Required work – Go through the listing and copy each line that has the string "impl" in it.

Records for this exercise –
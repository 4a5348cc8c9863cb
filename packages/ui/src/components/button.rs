use dioxus::prelude::*;

use super::cn;

const BASE: &str = "inline-flex items-center justify-center rounded-md font-medium transition-colors focus:outline-none focus:ring-2 disabled:opacity-50 cursor-pointer";

#[derive(Clone, Copy, Debug, Default, PartialEq, Eq)]
pub enum ButtonVariant {
    #[default]
    Primary,
    Secondary,
    Outline,
}

impl ButtonVariant {
    pub fn class(self) -> &'static str {
        match self {
            Self::Primary => "bg-blue-600 text-white hover:bg-blue-700 focus:ring-blue-500",
            Self::Secondary => "bg-gray-600 text-white hover:bg-gray-700 focus:ring-gray-500",
            Self::Outline => {
                "border border-gray-300 bg-white text-gray-700 hover:bg-gray-50 focus:ring-gray-500"
            }
        }
    }
}

#[derive(Clone, Copy, Debug, Default, PartialEq, Eq)]
pub enum ButtonSize {
    Sm,
    #[default]
    Md,
    Lg,
}

impl ButtonSize {
    pub fn class(self) -> &'static str {
        match self {
            Self::Sm => "px-3 py-1.5 text-sm",
            Self::Md => "px-4 py-2 text-base",
            Self::Lg => "px-6 py-3 text-lg",
        }
    }
}

/// Full class string for a button.
pub fn button_class(variant: ButtonVariant, size: ButtonSize, extra: &str) -> String {
    cn([BASE, size.class(), variant.class(), extra])
}

#[component]
pub fn Button(
    #[props(default)] variant: ButtonVariant,
    #[props(default)] size: ButtonSize,
    #[props(into, default)] class: String,
    /// `button` or `submit`.
    #[props(default = "button")]
    r#type: &'static str,
    #[props(default)] disabled: bool,
    #[props(into, default)] title: Option<String>,
    #[props(default)] onclick: EventHandler<MouseEvent>,
    children: Element,
) -> Element {
    rsx! {
        button {
            class: button_class(variant, size, &class),
            r#type: r#type,
            disabled: disabled,
            title: title,
            onclick: move |evt| onclick.call(evt),
            {children}
        }
    }
}

#[cfg(test)]
mod tests {
    use super::*;

    #[test]
    fn defaults_are_primary_medium() {
        let class = button_class(ButtonVariant::default(), ButtonSize::default(), "");
        assert!(class.starts_with("inline-flex"));
        assert!(class.contains("px-4 py-2 text-base"));
        assert!(class.contains("bg-blue-600"));
    }

    #[test]
    fn variants_and_sizes_select_their_classes() {
        let class = button_class(ButtonVariant::Outline, ButtonSize::Lg, "px-8");
        assert!(class.contains("border border-gray-300 bg-white"));
        assert!(class.contains("px-6 py-3 text-lg"));
        assert!(class.ends_with("px-8"));
        assert!(!class.contains("bg-blue-600"));

        let class = button_class(ButtonVariant::Secondary, ButtonSize::Sm, "");
        assert!(class.contains("bg-gray-600"));
        assert!(class.contains("text-sm"));
    }
}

Your response –
impl ButtonVariant {
impl ButtonSize {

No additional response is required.